A Representative Office is usually a vehicle for foreign companies to set up an administrative office to explore market opportunities in Singapore or manage activities on behalf of its parent company without conducting any commercial activities.
Pros And Cons Of Representative Office
- It is a fairly easy and inexpensive way to start exploring business opportunities in Singapore without having to make significant investments.
- The foreign parent company is not required to have a registered capital when setting up the Representative Office.
- Minimal administration is needed since the Representative Office does not have to maintain any statutory document or file any tax or annual returns to the authorities.
- There is a restriction on the range of activities allowed with a Representative Office, and that includes revenue-generating transactions.
- Since a Representative Office is only meant to be temporary, it needs to be converted into a Branch Office or Subsidiary Company if the parent company wants to be present in the market for the long term.

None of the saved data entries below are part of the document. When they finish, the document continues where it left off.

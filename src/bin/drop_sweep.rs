//! drop-sweep: drop an object onto a plane from a grid of heights.

use std::path::PathBuf;

use clap::{Parser, ValueEnum};
use drop_settle::{
    run_sweep, ConnectionMode, HarnessConfig, PhysicsBackend, ScriptedBackend, SweepReport,
};
use log::info;

#[derive(Debug, Clone, Copy, PartialEq, Eq, ValueEnum)]
enum BackendKind {
    /// rapier3d rigid-body engine.
    Rapier,
    /// Engine-free free-fall playback, for dry runs.
    Scripted,
}

#[derive(Parser)]
#[command(name = "drop-sweep")]
#[command(version, about = "Drop-and-settle trials over a rigid-body physics backend")]
struct Cli {
    /// Harness config (TOML). Defaults reproduce the reference sweep.
    #[arg(short, long)]
    config: Option<PathBuf>,

    /// Physics backend to drive.
    #[arg(short, long, value_enum)]
    backend: Option<BackendKind>,

    /// Interactive mode: pace steps to real time.
    #[arg(long)]
    gui: bool,

    /// Falling object model (URDF).
    #[arg(short, long)]
    model: Option<PathBuf>,

    /// Comma-separated drop heights in meters.
    #[arg(long, value_delimiter = ',')]
    heights: Option<Vec<f32>>,

    /// Trials per height.
    #[arg(short, long)]
    trials: Option<usize>,

    /// Seed for the orientation sampler.
    #[arg(long)]
    seed: Option<u64>,

    /// Give up on a trial after this many steps.
    #[arg(long)]
    max_steps: Option<u64>,
}

impl Cli {
    fn harness_config(&self) -> drop_settle::Result<HarnessConfig> {
        let mut config = match &self.config {
            Some(path) => HarnessConfig::load(path)?,
            None => HarnessConfig::default(),
        };
        if self.gui {
            config.mode = ConnectionMode::Gui;
        }
        if let Some(model) = &self.model {
            config.scene.object.model = model.clone();
        }
        if let Some(heights) = &self.heights {
            config.sweep.heights = Some(heights.clone());
        }
        if let Some(trials) = self.trials {
            config.sweep.trials_per_height = trials;
        }
        if self.seed.is_some() {
            config.sweep.seed = self.seed;
        }
        if self.max_steps.is_some() {
            config.settle.max_steps_per_trial = self.max_steps;
        }
        config.validate()?;
        Ok(config)
    }
}

fn make_backend(kind: BackendKind) -> drop_settle::Result<Box<dyn PhysicsBackend>> {
    match kind {
        #[cfg(feature = "rapier")]
        BackendKind::Rapier => Ok(Box::new(drop_settle::RapierBackend::new())),
        #[cfg(not(feature = "rapier"))]
        BackendKind::Rapier => Err(drop_settle::HarnessError::Config(
            "built without the `rapier` feature".into(),
        )),
        BackendKind::Scripted => Ok(Box::new(ScriptedBackend::default())),
    }
}

fn run(cli: &Cli) -> drop_settle::Result<SweepReport> {
    let config = cli.harness_config()?;
    let kind = cli.backend.unwrap_or(if cfg!(feature = "rapier") {
        BackendKind::Rapier
    } else {
        BackendKind::Scripted
    });
    info!(
        "object {}, heights {:?}, {} trial(s) per height",
        config.scene.object.model.display(),
        config.sweep.heights(),
        config.sweep.trials_per_height
    );
    run_sweep(make_backend(kind)?, &config)
}

fn main() {
    env_logger::Builder::from_env(env_logger::Env::default().default_filter_or("info")).init();
    let cli = Cli::parse();

    match run(&cli) {
        Ok(report) => println!("{report}"),
        Err(e) => {
            eprintln!("Error: {e}");
            std::process::exit(1);
        }
    }
}
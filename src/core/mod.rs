//! Core value types shared by the session, the harness and the backends.

pub mod trial;
pub mod types;

pub use trial::{DropTrial, EulerAngles, OrientationSampler, SettlingState};
pub use types::{BodyHandle, BodyMaterial, Pose, Velocity};
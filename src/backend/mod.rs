//! The physics backend seam.
//!
//! Everything the harness needs from a physics engine goes through
//! [`PhysicsBackend`]. The engine itself (integration, collision, contacts)
//! stays behind the trait.

#[cfg(feature = "rapier")]
pub mod rapier;
pub mod scripted;

#[cfg(feature = "rapier")]
pub use rapier::RapierBackend;
pub use scripted::{BackendCall, CallLog, ScriptedBackend, Trajectory};

use std::path::Path;

use glam::{Quat, Vec3};
use serde::{Deserialize, Serialize};

use crate::{
    core::types::{BodyHandle, BodyMaterial, Pose, Velocity},
    error::Result,
};

/// How the backend is driven.
#[derive(Debug, Clone, Copy, Default, PartialEq, Eq, Hash, Serialize, Deserialize)]
#[serde(rename_all = "lowercase")]
pub enum ConnectionMode {
    /// Interactive: a human may be watching, steps are paced to real time.
    Gui,
    /// Headless: run as fast as possible.
    #[default]
    Direct,
}

impl ConnectionMode {
    pub fn is_interactive(&self) -> bool {
        matches!(self, Self::Gui)
    }
}

/// Options applied when a model is loaded.
#[derive(Debug, Clone, Copy, PartialEq, Serialize, Deserialize)]
#[serde(default)]
pub struct LoadOptions {
    pub base_position: Vec3,
    pub base_orientation: Quat,
    /// Pin the body in place (the ground plane).
    pub use_fixed_base: bool,
    /// Take mass and inertia from the model file instead of computing them from the shapes.
    pub use_inertia_from_file: bool,
}

impl Default for LoadOptions {
    fn default() -> Self {
        Self {
            base_position: Vec3::ZERO,
            base_orientation: Quat::IDENTITY,
            use_fixed_base: false,
            use_inertia_from_file: false,
        }
    }
}

impl LoadOptions {
    pub fn fixed() -> Self {
        Self {
            use_fixed_base: true,
            ..Self::default()
        }
    }

    pub fn with_inertia_from_file() -> Self {
        Self {
            use_inertia_from_file: true,
            ..Self::default()
        }
    }
}

/// Trait implemented by physics engines the harness can drive.
///
/// Calls other than [`connect`](Self::connect) and
/// [`is_connected`](Self::is_connected) may assume a live connection; the
/// session checks that before forwarding.
pub trait PhysicsBackend {
    fn name(&self) -> &str;

    fn connect(&mut self, mode: ConnectionMode) -> Result<()>;

    fn is_connected(&self) -> bool;

    fn set_time_step(&mut self, time_step: f32) -> Result<()>;

    fn set_gravity(&mut self, gravity: Vec3) -> Result<()>;

    /// Directory consulted for relative model paths. `None` restores the built-in data.
    fn set_search_path(&mut self, path: Option<&Path>) -> Result<()>;

    fn load_body(&mut self, path: &Path, options: &LoadOptions) -> Result<BodyHandle>;

    /// Applies the properties set in `update`; absent ones keep their current value.
    fn change_dynamics(&mut self, body: BodyHandle, update: &BodyMaterial) -> Result<()>;

    /// Teleports the body and zeroes its velocity.
    fn reset_base_pose(&mut self, body: BodyHandle, pose: Pose) -> Result<()>;

    /// Advances the simulation by one fixed timestep.
    fn step_simulation(&mut self) -> Result<()>;

    fn base_pose(&self, body: BodyHandle) -> Result<Pose>;

    fn base_velocity(&self, body: BodyHandle) -> Result<Velocity>;

    fn disconnect(&mut self) -> Result<()>;
}

impl<B: PhysicsBackend + ?Sized> PhysicsBackend for Box<B> {
    fn name(&self) -> &str {
        (**self).name()
    }

    fn connect(&mut self, mode: ConnectionMode) -> Result<()> {
        (**self).connect(mode)
    }

    fn is_connected(&self) -> bool {
        (**self).is_connected()
    }

    fn set_time_step(&mut self, time_step: f32) -> Result<()> {
        (**self).set_time_step(time_step)
    }

    fn set_gravity(&mut self, gravity: Vec3) -> Result<()> {
        (**self).set_gravity(gravity)
    }

    fn set_search_path(&mut self, path: Option<&Path>) -> Result<()> {
        (**self).set_search_path(path)
    }

    fn load_body(&mut self, path: &Path, options: &LoadOptions) -> Result<BodyHandle> {
        (**self).load_body(path, options)
    }

    fn change_dynamics(&mut self, body: BodyHandle, update: &BodyMaterial) -> Result<()> {
        (**self).change_dynamics(body, update)
    }

    fn reset_base_pose(&mut self, body: BodyHandle, pose: Pose) -> Result<()> {
        (**self).reset_base_pose(body, pose)
    }

    fn step_simulation(&mut self) -> Result<()> {
        (**self).step_simulation()
    }

    fn base_pose(&self, body: BodyHandle) -> Result<Pose> {
        (**self).base_pose(body)
    }

    fn base_velocity(&self, body: BodyHandle) -> Result<Velocity> {
        (**self).base_velocity(body)
    }

    fn disconnect(&mut self) -> Result<()> {
        (**self).disconnect()
    }
}
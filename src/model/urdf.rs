//! Single-link URDF reader.

use std::io::BufRead;
use std::path::Path;

use glam::Vec3;
use log::{debug, warn};
use quick_xml::events::{BytesStart, Event};
use quick_xml::Reader;

use super::{CollisionShape, Geometry, Inertial, ModelError, RigidBodyModel};
use crate::{core::types::Pose, utils::math::quat_from_euler};

type Result<T> = std::result::Result<T, ModelError>;

/// Reads and parses a URDF file.
pub fn load_urdf(path: impl AsRef<Path>) -> Result<RigidBodyModel> {
    let xml = std::fs::read_to_string(path.as_ref())?;
    parse_urdf_str(&xml)
}

/// Parses a URDF document describing one rigid link.
///
/// # Errors
///
/// Returns an error if the XML is malformed, required elements are missing,
/// the robot has more than one link, or a collision uses mesh geometry.
pub fn parse_urdf_str(xml: &str) -> Result<RigidBodyModel> {
    let mut reader = Reader::from_str(xml);
    reader.config_mut().trim_text(true);

    let mut buf = Vec::new();
    let mut model = None;
    loop {
        match reader.read_event_into(&mut buf) {
            Ok(Event::Start(ref e)) if e.name().as_ref() == b"robot" => {
                model = Some(parse_robot(&mut reader, e)?);
            }
            Ok(Event::Eof) => break,
            Ok(_) => {}
            Err(e) => return Err(ModelError::XmlParse(e.to_string())),
        }
        buf.clear();
    }

    model.ok_or_else(|| ModelError::missing_element("robot", "URDF document"))
}

struct LinkDescription {
    name: String,
    inertial: Option<Inertial>,
    collisions: Vec<CollisionShape>,
}

fn parse_robot<R: BufRead>(reader: &mut Reader<R>, start: &BytesStart) -> Result<RigidBodyModel> {
    let name = get_attribute(start, "name")?;
    let mut links = Vec::new();
    let mut buf = Vec::new();

    loop {
        match reader.read_event_into(&mut buf) {
            Ok(Event::Start(ref e)) => {
                let elem_name = e.name().as_ref().to_vec();
                match elem_name.as_slice() {
                    b"link" => links.push(parse_link(reader, e)?),
                    _ => skip_element(reader, &elem_name)?,
                }
            }
            Ok(Event::Empty(ref e)) if e.name().as_ref() == b"link" => {
                links.push(LinkDescription {
                    name: get_attribute(e, "name")?,
                    inertial: None,
                    collisions: Vec::new(),
                });
            }
            Ok(Event::End(ref e)) if e.name().as_ref() == b"robot" => break,
            Ok(Event::Eof) => return Err(ModelError::XmlParse("unexpected EOF in robot".into())),
            Ok(_) => {}
            Err(e) => return Err(ModelError::XmlParse(e.to_string())),
        }
        buf.clear();
    }

    if links.len() > 1 {
        return Err(ModelError::Unsupported(format!(
            "robot '{name}' has {} links; only single-link bodies can be dropped",
            links.len()
        )));
    }
    let link = links
        .pop()
        .ok_or_else(|| ModelError::missing_element("link", format!("robot '{name}'")))?;

    if link.collisions.is_empty() {
        warn!("model '{name}' has no collision geometry; it will fall through the plane");
    }
    debug!(
        "parsed URDF '{name}': link '{}', {} collision shape(s), inertial: {}",
        link.name,
        link.collisions.len(),
        link.inertial.is_some()
    );

    Ok(RigidBodyModel {
        name,
        link: link.name,
        inertial: link.inertial,
        collisions: link.collisions,
    })
}

fn parse_link<R: BufRead>(reader: &mut Reader<R>, start: &BytesStart) -> Result<LinkDescription> {
    let name = get_attribute(start, "name")?;
    let mut link = LinkDescription {
        name,
        inertial: None,
        collisions: Vec::new(),
    };
    let mut buf = Vec::new();

    loop {
        match reader.read_event_into(&mut buf) {
            Ok(Event::Start(ref e)) => {
                let elem_name = e.name().as_ref().to_vec();
                match elem_name.as_slice() {
                    b"inertial" => link.inertial = Some(parse_inertial(reader, &link.name)?),
                    b"collision" => link.collisions.push(parse_collision(reader, &link.name)?),
                    _ => skip_element(reader, &elem_name)?,
                }
            }
            Ok(Event::End(ref e)) if e.name().as_ref() == b"link" => break,
            Ok(Event::Eof) => return Err(ModelError::XmlParse("unexpected EOF in link".into())),
            Ok(_) => {}
            Err(e) => return Err(ModelError::XmlParse(e.to_string())),
        }
        buf.clear();
    }

    Ok(link)
}

fn parse_inertial<R: BufRead>(reader: &mut Reader<R>, link: &str) -> Result<Inertial> {
    let mut center_of_mass = Vec3::ZERO;
    let mut mass = None;
    let mut principal_inertia = Vec3::ZERO;
    let mut products_of_inertia = Vec3::ZERO;
    let mut buf = Vec::new();

    loop {
        match reader.read_event_into(&mut buf) {
            Ok(Event::Start(ref e)) | Ok(Event::Empty(ref e)) => match e.name().as_ref() {
                b"origin" => {
                    center_of_mass = parse_origin(e)?.position;
                    if get_attribute_opt(e, "rpy").is_some() {
                        debug!("ignoring inertial frame rotation on link '{link}'");
                    }
                }
                b"mass" => mass = Some(parse_float(e, "value")?),
                b"inertia" => {
                    principal_inertia = Vec3::new(
                        parse_float_or_zero(e, "ixx")?,
                        parse_float_or_zero(e, "iyy")?,
                        parse_float_or_zero(e, "izz")?,
                    );
                    products_of_inertia = Vec3::new(
                        parse_float_or_zero(e, "ixy")?,
                        parse_float_or_zero(e, "ixz")?,
                        parse_float_or_zero(e, "iyz")?,
                    );
                }
                _ => {}
            },
            Ok(Event::End(ref e)) if e.name().as_ref() == b"inertial" => break,
            Ok(Event::Eof) => {
                return Err(ModelError::XmlParse("unexpected EOF in inertial".into()))
            }
            Ok(_) => {}
            Err(e) => return Err(ModelError::XmlParse(e.to_string())),
        }
        buf.clear();
    }

    let mass = mass.ok_or_else(|| ModelError::missing_element("mass", format!("link '{link}'")))?;
    if !(mass > 0.0) {
        return Err(ModelError::invalid_attribute(
            "value",
            "mass",
            format!("mass must be positive, got {mass}"),
        ));
    }
    if principal_inertia.min_element() < 0.0 {
        return Err(ModelError::invalid_attribute(
            "ixx/iyy/izz",
            "inertia",
            "principal moments must be non-negative",
        ));
    }
    if products_of_inertia != Vec3::ZERO {
        debug!("link '{link}' has products of inertia; only the diagonal is applied");
    }

    Ok(Inertial {
        center_of_mass,
        mass,
        principal_inertia,
        products_of_inertia,
    })
}

fn parse_collision<R: BufRead>(reader: &mut Reader<R>, link: &str) -> Result<CollisionShape> {
    let mut origin = Pose::default();
    let mut geometry = None;
    let mut buf = Vec::new();

    loop {
        match reader.read_event_into(&mut buf) {
            Ok(Event::Start(ref e)) if e.name().as_ref() == b"geometry" => {
                geometry = Some(parse_geometry(reader)?);
            }
            Ok(Event::Start(ref e)) => {
                let elem_name = e.name().as_ref().to_vec();
                if elem_name.as_slice() == b"origin" {
                    origin = parse_origin(e)?;
                }
                skip_element(reader, &elem_name)?;
            }
            Ok(Event::Empty(ref e)) if e.name().as_ref() == b"origin" => {
                origin = parse_origin(e)?;
            }
            Ok(Event::End(ref e)) if e.name().as_ref() == b"collision" => break,
            Ok(Event::Eof) => {
                return Err(ModelError::XmlParse("unexpected EOF in collision".into()))
            }
            Ok(_) => {}
            Err(e) => return Err(ModelError::XmlParse(e.to_string())),
        }
        buf.clear();
    }

    let geometry = geometry
        .ok_or_else(|| ModelError::missing_element("geometry", format!("collision of '{link}'")))?;
    Ok(CollisionShape { origin, geometry })
}

fn parse_geometry<R: BufRead>(reader: &mut Reader<R>) -> Result<Geometry> {
    let mut geometry = None;
    let mut buf = Vec::new();

    loop {
        match reader.read_event_into(&mut buf) {
            Ok(Event::Start(ref e)) | Ok(Event::Empty(ref e)) => match e.name().as_ref() {
                b"box" => {
                    let size = parse_vector3(&get_attribute(e, "size")?)?;
                    if size.min_element() <= 0.0 {
                        return Err(ModelError::invalid_attribute(
                            "size",
                            "box",
                            "extents must be positive",
                        ));
                    }
                    geometry = Some(Geometry::Box {
                        half_extents: size * 0.5,
                    });
                }
                b"sphere" => {
                    geometry = Some(Geometry::Sphere {
                        radius: parse_positive(e, "radius")?,
                    });
                }
                b"cylinder" => {
                    geometry = Some(Geometry::Cylinder {
                        radius: parse_positive(e, "radius")?,
                        length: parse_positive(e, "length")?,
                    });
                }
                b"capsule" => {
                    geometry = Some(Geometry::Capsule {
                        radius: parse_positive(e, "radius")?,
                        length: parse_positive(e, "length")?,
                    });
                }
                b"plane" => {
                    let normal = get_attribute_opt(e, "normal")
                        .map(|s| parse_vector3(&s))
                        .transpose()?
                        .unwrap_or(Vec3::Z);
                    let normal = normal.try_normalize().ok_or_else(|| {
                        ModelError::invalid_attribute("normal", "plane", "normal must be non-zero")
                    })?;
                    geometry = Some(Geometry::Plane { normal });
                }
                b"mesh" => {
                    let filename = get_attribute_opt(e, "filename").unwrap_or_default();
                    return Err(ModelError::Unsupported(format!(
                        "mesh collision geometry ('{filename}')"
                    )));
                }
                _ => {}
            },
            Ok(Event::End(ref e)) if e.name().as_ref() == b"geometry" => break,
            Ok(Event::Eof) => {
                return Err(ModelError::XmlParse("unexpected EOF in geometry".into()))
            }
            Ok(_) => {}
            Err(e) => return Err(ModelError::XmlParse(e.to_string())),
        }
        buf.clear();
    }

    geometry.ok_or_else(|| ModelError::missing_element("shape", "geometry"))
}

fn parse_origin(e: &BytesStart) -> Result<Pose> {
    let xyz = get_attribute_opt(e, "xyz")
        .map(|s| parse_vector3(&s))
        .transpose()?
        .unwrap_or(Vec3::ZERO);
    let rpy = get_attribute_opt(e, "rpy")
        .map(|s| parse_vector3(&s))
        .transpose()?
        .unwrap_or(Vec3::ZERO);

    Ok(Pose::new(xyz, quat_from_euler(rpy.x, rpy.y, rpy.z)))
}

fn get_attribute(e: &BytesStart, name: &'static str) -> Result<String> {
    for attr in e.attributes().flatten() {
        if attr.key.as_ref() == name.as_bytes() {
            return String::from_utf8(attr.value.to_vec())
                .map_err(|_| ModelError::invalid_attribute(name, element_name(e), "invalid UTF-8"));
        }
    }
    Err(ModelError::missing_attribute(name, element_name(e)))
}

fn get_attribute_opt(e: &BytesStart, name: &str) -> Option<String> {
    e.attributes()
        .flatten()
        .find(|attr| attr.key.as_ref() == name.as_bytes())
        .and_then(|attr| String::from_utf8(attr.value.to_vec()).ok())
}

fn parse_float(e: &BytesStart, name: &'static str) -> Result<f32> {
    let raw = get_attribute(e, name)?;
    raw.trim()
        .parse()
        .map_err(|_| ModelError::invalid_attribute(name, element_name(e), "expected a number"))
}

fn parse_float_or_zero(e: &BytesStart, name: &'static str) -> Result<f32> {
    match get_attribute_opt(e, name) {
        Some(_) => parse_float(e, name),
        None => Ok(0.0),
    }
}

fn parse_positive(e: &BytesStart, name: &'static str) -> Result<f32> {
    let value = parse_float(e, name)?;
    if value > 0.0 {
        Ok(value)
    } else {
        Err(ModelError::invalid_attribute(
            name,
            element_name(e),
            format!("expected a positive value, got {value}"),
        ))
    }
}

fn parse_vector3(s: &str) -> Result<Vec3> {
    let parts: Vec<f32> = s
        .split_whitespace()
        .map(|p| p.parse::<f32>())
        .collect::<std::result::Result<Vec<_>, _>>()
        .map_err(|_| ModelError::XmlParse(format!("invalid vector3: {s}")))?;

    match parts.as_slice() {
        [x, y, z] => Ok(Vec3::new(*x, *y, *z)),
        _ => Err(ModelError::XmlParse(format!(
            "expected 3 values in vector, got {}: {s}",
            parts.len()
        ))),
    }
}

fn element_name(e: &BytesStart) -> String {
    String::from_utf8_lossy(e.name().as_ref()).into_owned()
}

fn skip_element<R: BufRead>(reader: &mut Reader<R>, name: &[u8]) -> Result<()> {
    let mut buf = Vec::new();
    let mut depth = 1;

    loop {
        match reader.read_event_into(&mut buf) {
            Ok(Event::Start(ref e)) if e.name().as_ref() == name => depth += 1,
            Ok(Event::End(ref e)) if e.name().as_ref() == name => {
                depth -= 1;
                if depth == 0 {
                    break;
                }
            }
            Ok(Event::Eof) => break,
            Ok(_) => {}
            Err(e) => return Err(ModelError::XmlParse(e.to_string())),
        }
        buf.clear();
    }

    Ok(())
}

- The activities of the Representative Office must be confined only to market-related research, building trade contacts, handling product inquiries, coordinating, and participating in trade shows and exhibitions.
- It must not be engaged in any trading activities, including signing any business contracts, issuing invoices and receipts, opening or receiving letters of credit, or providing any service for a fee.
- It can have no more than five employees, and the representative head here must be an employee of the foreign parent company.
- The annual sales turnover of the foreign parent company must be more than USD250,000.
- The foreign parent company must be at least three years old.
- The Representative Office must have the same name as the foreign parent office, and it should also clearly state that it is a Representative Office. The name is subject to the approval of the Registrar of Company.